Work request: Please copy every line from the following entries in which the word "InvalidFacelet" appears.

Dataset records:
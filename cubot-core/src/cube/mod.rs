//! Facelet state model
//!
//! The cube is kept as 54 facelet values in the physical frame of the robot:
//! block 0 is whatever currently points up, block 3 whatever points down.
//! Next to it sits the orientation mapping, which records which logical face
//! currently occupies each physical direction.
//!
//! Both are mutated only by gathering through the transformation tables.
//! Face turns touch the facelets alone; whole-cube rotations move facelets
//! and relabel directions together.

pub mod colors;
pub mod moves;
pub mod tables;

use core::fmt;

use heapless::String;

pub use colors::{Color, FaceletAssembler};
pub use moves::{Axis, Face, Layer, Modifier, Move, MoveSequence, QuarterMove, MAX_SEQUENCE_LEN};

use tables::{FACELET_TABLES, ORIENTATION_TABLES};

/// Number of facelets on the cube
pub const NUM_FACELETS: usize = 54;

/// Number of facelets on one face
pub const FACE_SIZE: usize = 9;

/// Number of faces (and of physical directions)
pub const FACE_COUNT: usize = 6;

/// Longest move token kept in an error
pub const MAX_TOKEN_LEN: usize = 8;

/// Offending input named by an error, truncated to `MAX_TOKEN_LEN`
pub type Token = String<MAX_TOKEN_LEN>;

/// 54-letter wire form of a configuration
pub type FaceletString = String<NUM_FACELETS>;

/// Logical face at each physical direction, indexed by `Direction::index`
pub type Orientation = [Face; FACE_COUNT];

/// Orientation of a freshly reset cube
pub const IDENTITY_ORIENTATION: Orientation = Face::ALL;

/// Copy as much of `text` as fits into a token
pub(crate) fn token(text: &str) -> Token {
    let mut out = Token::new();
    for c in text.chars() {
        if out.push(c).is_err() {
            break;
        }
    }
    out
}

/// Errors raised by the model and by move parsing
#[derive(Debug, Clone, PartialEq, Eq)]
#[cfg_attr(feature = "defmt", derive(defmt::Format))]
pub enum CubeError {
    /// A single token passed to `apply_token` is not a legal move
    UnknownMove { token: Token },
    /// A move string contains an illegal token (the first one is named)
    InvalidMove { token: Token },
    /// A move string has more tokens than a sequence can hold
    SequenceTooLong,
    /// Direction name is not one of up/right/front/down/left/back
    InvalidDirection { name: Token },
    /// Configuration does not have exactly 54 facelets
    InvalidLength { len: usize },
    /// Configuration letter is not a face letter
    InvalidFacelet { index: usize },
    /// Configuration does not hold 9 facelets of every face
    UnbalancedFacelets,
    /// Detected sticker letter is not a color letter
    InvalidColor { face: Face, index: usize },
    /// A face has not been detected yet
    IncompleteScan { face: Face },
    /// Detected centers are not six distinct colors
    InconsistentColors,
    /// Target orientation is not reachable by rotating the cube
    UnreachableOrientation,
}

impl fmt::Display for CubeError {
    fn fmt(&self, f: &mut fmt::Formatter<'_>) -> fmt::Result {
        match self {
            CubeError::UnknownMove { token } => write!(f, "unknown move '{}'", token),
            CubeError::InvalidMove { token } => write!(f, "invalid move '{}'", token),
            CubeError::SequenceTooLong => {
                write!(f, "move string longer than {} tokens", MAX_SEQUENCE_LEN)
            }
            CubeError::InvalidDirection { name } => write!(f, "invalid direction '{}'", name),
            CubeError::InvalidLength { len } => {
                write!(f, "expected {} facelets, got {}", NUM_FACELETS, len)
            }
            CubeError::InvalidFacelet { index } => write!(f, "invalid facelet at {}", index),
            CubeError::UnbalancedFacelets => write!(f, "every face must appear 9 times"),
            CubeError::InvalidColor { face, index } => {
                write!(f, "invalid color at {}{}", face, index + 1)
            }
            CubeError::IncompleteScan { face } => write!(f, "face {} not detected", face),
            CubeError::InconsistentColors => write!(f, "centers are not six distinct colors"),
            CubeError::UnreachableOrientation => write!(f, "orientation is not a rotation"),
        }
    }
}

/// Physical direction relative to the robot
#[derive(Debug, Clone, Copy, PartialEq, Eq)]
#[cfg_attr(feature = "defmt", derive(defmt::Format))]
pub enum Direction {
    Up = 0,
    Right = 1,
    Front = 2,
    Down = 3,
    Left = 4,
    Back = 5,
}

impl Direction {
    pub const ALL: [Direction; 6] = [
        Direction::Up,
        Direction::Right,
        Direction::Front,
        Direction::Down,
        Direction::Left,
        Direction::Back,
    ];

    pub const fn index(self) -> usize {
        self as usize
    }

    pub const fn name(self) -> &'static str {
        match self {
            Direction::Up => "up",
            Direction::Right => "right",
            Direction::Front => "front",
            Direction::Down => "down",
            Direction::Left => "left",
            Direction::Back => "back",
        }
    }

    /// Parse a lower-case direction name
    pub fn parse(name: &str) -> Option<Self> {
        Self::ALL.into_iter().find(|d| d.name() == name)
    }
}

impl fmt::Display for Direction {
    fn fmt(&self, f: &mut fmt::Formatter<'_>) -> fmt::Result {
        f.write_str(self.name())
    }
}

/// Orientation after a rotation, without touching any facelets
fn rotate_orientation(orientation: &Orientation, table: &[u8; FACE_COUNT]) -> Orientation {
    let mut out = *orientation;
    for (slot, &src) in out.iter_mut().zip(table.iter()) {
        *slot = orientation[src as usize];
    }
    out
}

/// Solved facelet array: value v fills all of block v
const fn solved_facelets() -> [u8; NUM_FACELETS] {
    let mut out = [0u8; NUM_FACELETS];
    let mut i = 0;
    while i < NUM_FACELETS {
        out[i] = (i / FACE_SIZE) as u8;
        i += 1;
    }
    out
}

/// Gather `values` through a facelet table
fn gather(values: &mut [u8; NUM_FACELETS], table: &[u8; NUM_FACELETS]) {
    let old = *values;
    for (slot, &src) in values.iter_mut().zip(table.iter()) {
        *slot = old[src as usize];
    }
}

/// Facelet positions after rotating the whole cube from the identity frame
/// to `target`
///
/// `map[i]` is the identity-frame index of the facelet that then sits at
/// position `i`. This is how a face seen by the camera in the robot's frame
/// is put back into the frame the configuration is named in.
pub fn frame_map(target: Orientation) -> Result<[u8; NUM_FACELETS], CubeError> {
    let rotations = Cube::new().reorient_to(target)?;
    let mut map = [0u8; NUM_FACELETS];
    for (i, slot) in map.iter_mut().enumerate() {
        *slot = i as u8;
    }
    for mv in rotations.iter() {
        let (quarter, times) = mv.quarters();
        for _ in 0..times {
            gather(&mut map, &FACELET_TABLES[quarter.table_index()]);
        }
    }
    Ok(map)
}

/// Rotations tried by `reorient_to`
const REORIENT_MOVES: [Move; 9] = [
    Move::rotation(Axis::X, Modifier::Quarter),
    Move::rotation(Axis::X, Modifier::Prime),
    Move::rotation(Axis::X, Modifier::Double),
    Move::rotation(Axis::Y, Modifier::Quarter),
    Move::rotation(Axis::Y, Modifier::Prime),
    Move::rotation(Axis::Y, Modifier::Double),
    Move::rotation(Axis::Z, Modifier::Quarter),
    Move::rotation(Axis::Z, Modifier::Prime),
    Move::rotation(Axis::Z, Modifier::Double),
];

/// Symbolic cube: facelet values plus physical orientation
#[derive(Debug, Clone, PartialEq, Eq)]
pub struct Cube {
    facelets: [u8; NUM_FACELETS],
    orientation: Orientation,
}

impl Default for Cube {
    fn default() -> Self {
        Self::new()
    }
}

impl Cube {
    /// Create a solved cube in the identity orientation
    pub const fn new() -> Self {
        Self {
            facelets: solved_facelets(),
            orientation: IDENTITY_ORIENTATION,
        }
    }

    /// Return to the solved configuration and identity orientation
    pub fn reset(&mut self) {
        *self = Self::new();
    }

    /// Install a 54-letter configuration (`U R F D L B` letters)
    ///
    /// The orientation mapping is reset to identity. Nothing changes on error.
    pub fn load(&mut self, config: &str) -> Result<(), CubeError> {
        let len = config.chars().count();
        if len != NUM_FACELETS {
            return Err(CubeError::InvalidLength { len });
        }
        let mut values = [0u8; NUM_FACELETS];
        for (index, (slot, letter)) in values.iter_mut().zip(config.chars()).enumerate() {
            let face = Face::from_letter(letter).ok_or(CubeError::InvalidFacelet { index })?;
            *slot = face.index() as u8;
        }
        self.load_values(&values)
    }

    /// Install a configuration given as raw face values (0-5)
    pub fn load_values(&mut self, values: &[u8]) -> Result<(), CubeError> {
        if values.len() != NUM_FACELETS {
            return Err(CubeError::InvalidLength { len: values.len() });
        }
        let mut counts = [0usize; FACE_COUNT];
        for (index, &value) in values.iter().enumerate() {
            let count = counts
                .get_mut(value as usize)
                .ok_or(CubeError::InvalidFacelet { index })?;
            *count += 1;
        }
        if counts.iter().any(|&count| count != FACE_SIZE) {
            return Err(CubeError::UnbalancedFacelets);
        }

        self.facelets.copy_from_slice(values);
        self.orientation = IDENTITY_ORIENTATION;
        Ok(())
    }

    /// Apply one parsed move
    pub fn apply(&mut self, mv: Move) {
        let (quarter, times) = mv.quarters();
        for _ in 0..times {
            self.apply_quarter(quarter);
        }
    }

    /// Apply one move token, failing on anything outside the 27 legal tokens
    pub fn apply_token(&mut self, text: &str) -> Result<(), CubeError> {
        let mv = Move::parse(text).ok_or_else(|| CubeError::UnknownMove { token: token(text) })?;
        self.apply(mv);
        Ok(())
    }

    /// Apply a whitespace-separated move string
    ///
    /// All tokens are validated first; on error the cube is unchanged.
    pub fn apply_sequence(&mut self, moves: &str) -> Result<(), CubeError> {
        let sequence = MoveSequence::parse(moves)?;
        self.apply_moves(&sequence);
        Ok(())
    }

    /// Apply an already validated sequence
    pub fn apply_moves(&mut self, sequence: &MoveSequence) {
        for mv in sequence.iter() {
            self.apply(mv);
        }
    }

    fn apply_quarter(&mut self, quarter: QuarterMove) {
        gather(&mut self.facelets, &FACELET_TABLES[quarter.table_index()]);
        if let Some(index) = quarter.orientation_index() {
            self.orientation = rotate_orientation(&self.orientation, &ORIENTATION_TABLES[index]);
        }
    }

    /// Logical face currently at a physical direction
    pub fn oriented_face(&self, direction: Direction) -> Face {
        self.orientation[direction.index()]
    }

    /// Logical face at a direction given by name (`"up"`, `"front"`, ...)
    pub fn oriented_face_named(&self, name: &str) -> Result<Face, CubeError> {
        let direction =
            Direction::parse(name).ok_or_else(|| CubeError::InvalidDirection { name: token(name) })?;
        Ok(self.oriented_face(direction))
    }

    /// Physical direction currently holding a logical face
    pub fn direction_of(&self, face: Face) -> Direction {
        let index = self.orientation.iter().position(|&f| f == face);
        debug_assert!(index.is_some(), "orientation lost face {:?}", face);
        // The orientation is a bijection, so the fallback is never taken
        let index = index.unwrap_or(Direction::Down.index());
        Direction::ALL[index]
    }

    /// Facelet values in array order
    pub fn facelets(&self) -> &[u8; NUM_FACELETS] {
        &self.facelets
    }

    /// Current orientation mapping
    pub fn orientation(&self) -> Orientation {
        self.orientation
    }

    /// Face value of one facelet
    pub fn facelet(&self, face: Face, position: usize) -> Option<Face> {
        if position >= FACE_SIZE {
            return None;
        }
        Face::from_index(self.facelets[face.index() * FACE_SIZE + position] as usize)
    }

    /// Returns true if every face shows a single value
    pub fn is_solved(&self) -> bool {
        self.facelets
            .chunks(FACE_SIZE)
            .all(|block| block.iter().all(|&v| v == block[4]))
    }

    /// 54-letter wire form, in array order
    pub fn serialize(&self) -> FaceletString {
        let mut out = FaceletString::new();
        for &value in self.facelets.iter() {
            // Values are 0-5 by construction and the string holds exactly 54 letters
            let letter = Face::from_index(value as usize).map_or('?', Face::letter);
            let _ = out.push(letter);
        }
        out
    }

    /// Rotate the whole cube until the orientation mapping equals `target`
    ///
    /// Used to carry a configuration detected in the identity frame over to
    /// the robot's current physical frame. Returns the rotations applied.
    pub fn reorient_to(&mut self, target: Orientation) -> Result<MoveSequence, CubeError> {
        // Every one of the 24 orientations is at most two of these rotations away
        for len in 0..=2u32 {
            for code in 0..REORIENT_MOVES.len().pow(len) {
                let mut orientation = self.orientation;
                let mut rest = code;
                for _ in 0..len {
                    let (quarter, times) = REORIENT_MOVES[rest % REORIENT_MOVES.len()].quarters();
                    rest /= REORIENT_MOVES.len();
                    if let Some(index) = quarter.orientation_index() {
                        for _ in 0..times {
                            orientation = rotate_orientation(&orientation, &ORIENTATION_TABLES[index]);
                        }
                    }
                }
                if orientation != target {
                    continue;
                }

                let mut applied = MoveSequence::new();
                let mut rest = code;
                for _ in 0..len {
                    let mv = REORIENT_MOVES[rest % REORIENT_MOVES.len()];
                    rest /= REORIENT_MOVES.len();
                    self.apply(mv);
                    applied.push(mv)?;
                }
                return Ok(applied);
            }
        }
        Err(CubeError::UnreachableOrientation)
    }

    /// Unfolded-net view for printing
    pub fn net(&self) -> Net<'_> {
        Net { cube: self }
    }
}

impl fmt::Display for Cube {
    fn fmt(&self, f: &mut fmt::Formatter<'_>) -> fmt::Result {
        f.write_str(&self.serialize())
    }
}

/// Unfolded cross layout of the stickers as color letters
///
/// ```text
///       W W W
///       W W W
///       W W W
/// O O O G G G R R R B B B
/// ...
/// ```
pub struct Net<'a> {
    cube: &'a Cube,
}

impl Net<'_> {
    fn write_row(&self, f: &mut fmt::Formatter<'_>, face: Face, row: usize) -> fmt::Result {
        for col in 0..3 {
            let value = self.cube.facelets[face.index() * FACE_SIZE + row * 3 + col];
            let color = Color::from_value(value).map_or('?', Color::letter);
            write!(f, "{} ", color)?;
        }
        Ok(())
    }
}

impl fmt::Display for Net<'_> {
    fn fmt(&self, f: &mut fmt::Formatter<'_>) -> fmt::Result {
        for row in 0..3 {
            f.write_str("      ")?;
            self.write_row(f, Face::U, row)?;
            writeln!(f)?;
        }
        for row in 0..3 {
            for face in [Face::L, Face::F, Face::R, Face::B] {
                self.write_row(f, face, row)?;
            }
            writeln!(f)?;
        }
        for row in 0..3 {
            f.write_str("      ")?;
            self.write_row(f, Face::D, row)?;
            writeln!(f)?;
        }
        Ok(())
    }
}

Solution to this exercise:
    InvalidFacelet { index: usize },
            CubeError::InvalidFacelet { index } => write!(f, "invalid facelet at {}", index),
            let face = Face::from_letter(letter).ok_or(CubeError::InvalidFacelet { index })?;
                .ok_or(CubeError::InvalidFacelet { index })?;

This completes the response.